* Task prompt *
What follows is a listing; restate every line of it word for word.
╔══
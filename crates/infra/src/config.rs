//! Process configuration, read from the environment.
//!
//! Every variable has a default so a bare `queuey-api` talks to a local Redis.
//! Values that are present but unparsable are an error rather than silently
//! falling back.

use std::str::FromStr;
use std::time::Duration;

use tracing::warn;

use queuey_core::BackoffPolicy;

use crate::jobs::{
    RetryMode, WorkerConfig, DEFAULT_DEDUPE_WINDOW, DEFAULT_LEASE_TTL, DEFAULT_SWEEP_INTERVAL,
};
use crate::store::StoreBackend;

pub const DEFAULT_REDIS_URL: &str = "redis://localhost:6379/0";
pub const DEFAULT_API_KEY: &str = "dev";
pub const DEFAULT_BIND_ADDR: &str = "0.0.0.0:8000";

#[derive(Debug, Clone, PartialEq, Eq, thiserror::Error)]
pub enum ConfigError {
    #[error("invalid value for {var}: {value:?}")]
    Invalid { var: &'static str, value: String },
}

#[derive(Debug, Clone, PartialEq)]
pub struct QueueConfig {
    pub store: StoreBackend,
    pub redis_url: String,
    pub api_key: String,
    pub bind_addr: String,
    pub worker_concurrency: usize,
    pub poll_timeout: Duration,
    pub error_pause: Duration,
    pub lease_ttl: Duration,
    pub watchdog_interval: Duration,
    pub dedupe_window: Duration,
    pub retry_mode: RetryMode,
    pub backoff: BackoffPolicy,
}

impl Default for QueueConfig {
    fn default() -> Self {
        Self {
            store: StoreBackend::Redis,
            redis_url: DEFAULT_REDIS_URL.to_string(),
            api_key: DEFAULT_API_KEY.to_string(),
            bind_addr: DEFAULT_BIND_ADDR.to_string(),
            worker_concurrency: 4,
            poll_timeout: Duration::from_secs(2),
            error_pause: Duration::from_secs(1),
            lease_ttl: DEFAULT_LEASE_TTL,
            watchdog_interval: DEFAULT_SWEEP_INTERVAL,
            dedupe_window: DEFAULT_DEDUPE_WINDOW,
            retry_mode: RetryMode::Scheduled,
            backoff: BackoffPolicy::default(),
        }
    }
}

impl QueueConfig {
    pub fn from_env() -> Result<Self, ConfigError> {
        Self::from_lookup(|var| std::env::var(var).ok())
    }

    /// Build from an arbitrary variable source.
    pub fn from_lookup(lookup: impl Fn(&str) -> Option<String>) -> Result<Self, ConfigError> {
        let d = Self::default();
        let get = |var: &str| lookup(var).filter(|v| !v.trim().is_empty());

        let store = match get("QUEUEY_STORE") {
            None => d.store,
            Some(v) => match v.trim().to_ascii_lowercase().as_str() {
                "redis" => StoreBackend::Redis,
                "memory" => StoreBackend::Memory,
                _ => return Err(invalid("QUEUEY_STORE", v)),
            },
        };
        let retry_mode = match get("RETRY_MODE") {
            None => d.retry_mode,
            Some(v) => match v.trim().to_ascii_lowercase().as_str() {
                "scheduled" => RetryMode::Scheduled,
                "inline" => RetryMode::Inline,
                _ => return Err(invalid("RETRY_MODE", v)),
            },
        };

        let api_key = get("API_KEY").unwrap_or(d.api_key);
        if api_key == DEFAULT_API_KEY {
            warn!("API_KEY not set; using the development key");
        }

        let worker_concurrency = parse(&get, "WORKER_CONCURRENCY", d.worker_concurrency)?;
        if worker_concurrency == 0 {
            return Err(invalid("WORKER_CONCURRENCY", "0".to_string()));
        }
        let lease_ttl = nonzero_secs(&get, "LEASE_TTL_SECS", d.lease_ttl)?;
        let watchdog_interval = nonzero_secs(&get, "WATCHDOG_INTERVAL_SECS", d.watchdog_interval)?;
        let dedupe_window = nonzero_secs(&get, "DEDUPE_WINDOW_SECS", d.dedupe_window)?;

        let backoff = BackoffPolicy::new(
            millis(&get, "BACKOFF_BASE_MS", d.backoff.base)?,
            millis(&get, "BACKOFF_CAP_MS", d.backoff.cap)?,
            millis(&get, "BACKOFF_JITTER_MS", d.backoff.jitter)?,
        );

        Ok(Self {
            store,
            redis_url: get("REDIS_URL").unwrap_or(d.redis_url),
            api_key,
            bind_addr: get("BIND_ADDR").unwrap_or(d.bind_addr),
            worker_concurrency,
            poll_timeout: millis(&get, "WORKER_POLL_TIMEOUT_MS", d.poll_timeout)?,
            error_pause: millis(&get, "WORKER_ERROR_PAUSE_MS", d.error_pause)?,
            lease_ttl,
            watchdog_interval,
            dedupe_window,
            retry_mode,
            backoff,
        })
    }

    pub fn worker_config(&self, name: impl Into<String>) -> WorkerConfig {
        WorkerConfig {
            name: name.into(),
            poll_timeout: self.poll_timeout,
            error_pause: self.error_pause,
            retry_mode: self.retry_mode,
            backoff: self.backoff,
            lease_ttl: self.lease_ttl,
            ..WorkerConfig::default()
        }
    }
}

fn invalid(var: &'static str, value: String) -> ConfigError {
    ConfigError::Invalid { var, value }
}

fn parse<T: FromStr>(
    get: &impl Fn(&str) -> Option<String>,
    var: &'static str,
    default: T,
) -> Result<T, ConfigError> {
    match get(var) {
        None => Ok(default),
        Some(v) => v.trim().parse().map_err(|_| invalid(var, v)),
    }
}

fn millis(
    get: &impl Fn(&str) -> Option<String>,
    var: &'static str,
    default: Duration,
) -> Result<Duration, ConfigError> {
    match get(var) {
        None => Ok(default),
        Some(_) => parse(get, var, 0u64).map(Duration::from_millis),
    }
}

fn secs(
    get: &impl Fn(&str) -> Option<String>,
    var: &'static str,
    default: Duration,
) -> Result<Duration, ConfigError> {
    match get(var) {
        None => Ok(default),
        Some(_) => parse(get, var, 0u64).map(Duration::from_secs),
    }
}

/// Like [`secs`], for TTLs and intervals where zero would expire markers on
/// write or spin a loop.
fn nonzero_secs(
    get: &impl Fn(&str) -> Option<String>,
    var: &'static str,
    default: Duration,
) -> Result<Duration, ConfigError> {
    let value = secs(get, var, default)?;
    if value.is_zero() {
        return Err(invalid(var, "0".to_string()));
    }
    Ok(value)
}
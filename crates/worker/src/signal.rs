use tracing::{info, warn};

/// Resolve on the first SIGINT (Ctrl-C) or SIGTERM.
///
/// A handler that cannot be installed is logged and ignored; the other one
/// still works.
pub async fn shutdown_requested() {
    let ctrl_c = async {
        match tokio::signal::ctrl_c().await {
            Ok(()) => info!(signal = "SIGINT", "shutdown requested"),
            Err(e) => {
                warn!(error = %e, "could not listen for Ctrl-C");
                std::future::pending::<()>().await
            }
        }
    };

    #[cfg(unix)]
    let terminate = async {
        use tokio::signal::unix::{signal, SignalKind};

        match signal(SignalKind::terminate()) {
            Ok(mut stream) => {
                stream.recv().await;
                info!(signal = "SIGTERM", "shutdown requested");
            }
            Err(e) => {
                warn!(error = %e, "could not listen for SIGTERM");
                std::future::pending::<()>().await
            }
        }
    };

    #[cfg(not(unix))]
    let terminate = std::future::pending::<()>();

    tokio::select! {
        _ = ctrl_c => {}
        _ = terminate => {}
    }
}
╚══
* Answer to this exercise *
filename crates/infra/src/config.rs
//! Process configuration, read from the environment.
//!
//! Every variable has a default so a bare `queuey-api` talks to a local Redis.
//! Values that are present but unparsable are an error rather than silently
//! falling back.

use std::str::FromStr;
use std::time::Duration;

use tracing::warn;

use queuey_core::BackoffPolicy;

use crate::jobs::{
    RetryMode, WorkerConfig, DEFAULT_DEDUPE_WINDOW, DEFAULT_LEASE_TTL, DEFAULT_SWEEP_INTERVAL,
};
use crate::store::StoreBackend;

pub const DEFAULT_REDIS_URL: &str = "redis://localhost:6379/0";
pub const DEFAULT_API_KEY: &str = "dev";
pub const DEFAULT_BIND_ADDR: &str = "0.0.0.0:8000";

#[derive(Debug, Clone, PartialEq, Eq, thiserror::Error)]
pub enum ConfigError {
    #[error("invalid value for {var}: {value:?}")]
    Invalid { var: &'static str, value: String },
}

#[derive(Debug, Clone, PartialEq)]
pub struct QueueConfig {
    pub store: StoreBackend,
    pub redis_url: String,
    pub api_key: String,
    pub bind_addr: String,
    pub worker_concurrency: usize,
    pub poll_timeout: Duration,
    pub error_pause: Duration,
    pub lease_ttl: Duration,
    pub watchdog_interval: Duration,
    pub dedupe_window: Duration,
    pub retry_mode: RetryMode,
    pub backoff: BackoffPolicy,
}

impl Default for QueueConfig {
    fn default() -> Self {
        Self {
            store: StoreBackend::Redis,
            redis_url: DEFAULT_REDIS_URL.to_string(),
            api_key: DEFAULT_API_KEY.to_string(),
            bind_addr: DEFAULT_BIND_ADDR.to_string(),
            worker_concurrency: 4,
            poll_timeout: Duration::from_secs(2),
            error_pause: Duration::from_secs(1),
            lease_ttl: DEFAULT_LEASE_TTL,
            watchdog_interval: DEFAULT_SWEEP_INTERVAL,
            dedupe_window: DEFAULT_DEDUPE_WINDOW,
            retry_mode: RetryMode::Scheduled,
            backoff: BackoffPolicy::default(),
        }
    }
}

impl QueueConfig {
    pub fn from_env() -> Result<Self, ConfigError> {
        Self::from_lookup(|var| std::env::var(var).ok())
    }

    /// Build from an arbitrary variable source.
    pub fn from_lookup(lookup: impl Fn(&str) -> Option<String>) -> Result<Self, ConfigError> {
        let d = Self::default();
        let get = |var: &str| lookup(var).filter(|v| !v.trim().is_empty());

        let store = match get("QUEUEY_STORE") {
            None => d.store,
            Some(v) => match v.trim().to_ascii_lowercase().as_str() {
                "redis" => StoreBackend::Redis,
                "memory" => StoreBackend::Memory,
                _ => return Err(invalid("QUEUEY_STORE", v)),
            },
        };
        let retry_mode = match get("RETRY_MODE") {
            None => d.retry_mode,
            Some(v) => match v.trim().to_ascii_lowercase().as_str() {
                "scheduled" => RetryMode::Scheduled,
                "inline" => RetryMode::Inline,
                _ => return Err(invalid("RETRY_MODE", v)),
            },
        };

        let api_key = get("API_KEY").unwrap_or(d.api_key);
        if api_key == DEFAULT_API_KEY {
            warn!("API_KEY not set; using the development key");
        }

        let worker_concurrency = parse(&get, "WORKER_CONCURRENCY", d.worker_concurrency)?;
        if worker_concurrency == 0 {
            return Err(invalid("WORKER_CONCURRENCY", "0".to_string()));
        }
        let lease_ttl = nonzero_secs(&get, "LEASE_TTL_SECS", d.lease_ttl)?;
        let watchdog_interval = nonzero_secs(&get, "WATCHDOG_INTERVAL_SECS", d.watchdog_interval)?;
        let dedupe_window = nonzero_secs(&get, "DEDUPE_WINDOW_SECS", d.dedupe_window)?;

        let backoff = BackoffPolicy::new(
            millis(&get, "BACKOFF_BASE_MS", d.backoff.base)?,
            millis(&get, "BACKOFF_CAP_MS", d.backoff.cap)?,
            millis(&get, "BACKOFF_JITTER_MS", d.backoff.jitter)?,
        );

        Ok(Self {
            store,
            redis_url: get("REDIS_URL").unwrap_or(d.redis_url),
            api_key,
            bind_addr: get("BIND_ADDR").unwrap_or(d.bind_addr),
            worker_concurrency,
            poll_timeout: millis(&get, "WORKER_POLL_TIMEOUT_MS", d.poll_timeout)?,
            error_pause: millis(&get, "WORKER_ERROR_PAUSE_MS", d.error_pause)?,
            lease_ttl,
            watchdog_interval,
            dedupe_window,
            retry_mode,
            backoff,
        })
    }

    pub fn worker_config(&self, name: impl Into<String>) -> WorkerConfig {
        WorkerConfig {
            name: name.into(),
            poll_timeout: self.poll_timeout,
            error_pause: self.error_pause,
            retry_mode: self.retry_mode,
            backoff: self.backoff,
            lease_ttl: self.lease_ttl,
            ..WorkerConfig::default()
        }
    }
}

fn invalid(var: &'static str, value: String) -> ConfigError {
    ConfigError::Invalid { var, value }
}

fn parse<T: FromStr>(
    get: &impl Fn(&str) -> Option<String>,
    var: &'static str,
    default: T,
) -> Result<T, ConfigError> {
    match get(var) {
        None => Ok(default),
        Some(v) => v.trim().parse().map_err(|_| invalid(var, v)),
    }
}

fn millis(
    get: &impl Fn(&str) -> Option<String>,
    var: &'static str,
    default: Duration,
) -> Result<Duration, ConfigError> {
    match get(var) {
        None => Ok(default),
        Some(_) => parse(get, var, 0u64).map(Duration::from_millis),
    }
}

fn secs(
    get: &impl Fn(&str) -> Option<String>,
    var: &'static str,
    default: Duration,
) -> Result<Duration, ConfigError> {
    match get(var) {
        None => Ok(default),
        Some(_) => parse(get, var, 0u64).map(Duration::from_secs),
    }
}

/// Like [`secs`], for TTLs and intervals where zero would expire markers on
/// write or spin a loop.
fn nonzero_secs(
    get: &impl Fn(&str) -> Option<String>,
    var: &'static str,
    default: Duration,
) -> Result<Duration, ConfigError> {
    let value = secs(get, var, default)?;
    if value.is_zero() {
        return Err(invalid(var, "0".to_string()));
    }
    Ok(value)
}
filename crates/worker/src/signal.rs
use tracing::{info, warn};

/// Resolve on the first SIGINT (Ctrl-C) or SIGTERM.
///
/// A handler that cannot be installed is logged and ignored; the other one
/// still works.
pub async fn shutdown_requested() {
    let ctrl_c = async {
        match tokio::signal::ctrl_c().await {
            Ok(()) => info!(signal = "SIGINT", "shutdown requested"),
            Err(e) => {
                warn!(error = %e, "could not listen for Ctrl-C");
                std::future::pending::<()>().await
            }
        }
    };

    #[cfg(unix)]
    let terminate = async {
        use tokio::signal::unix::{signal, SignalKind};

        match signal(SignalKind::terminate()) {
            Ok(mut stream) => {
                stream.recv().await;
                info!(signal = "SIGTERM", "shutdown requested");
            }
            Err(e) => {
                warn!(error = %e, "could not listen for SIGTERM");
                std::future::pending::<()>().await
            }
        }
    };

    #[cfg(not(unix))]
    let terminate = std::future::pending::<()>();

    tokio::select! {
        _ = ctrl_c => {}
        _ = terminate => {}
    }
}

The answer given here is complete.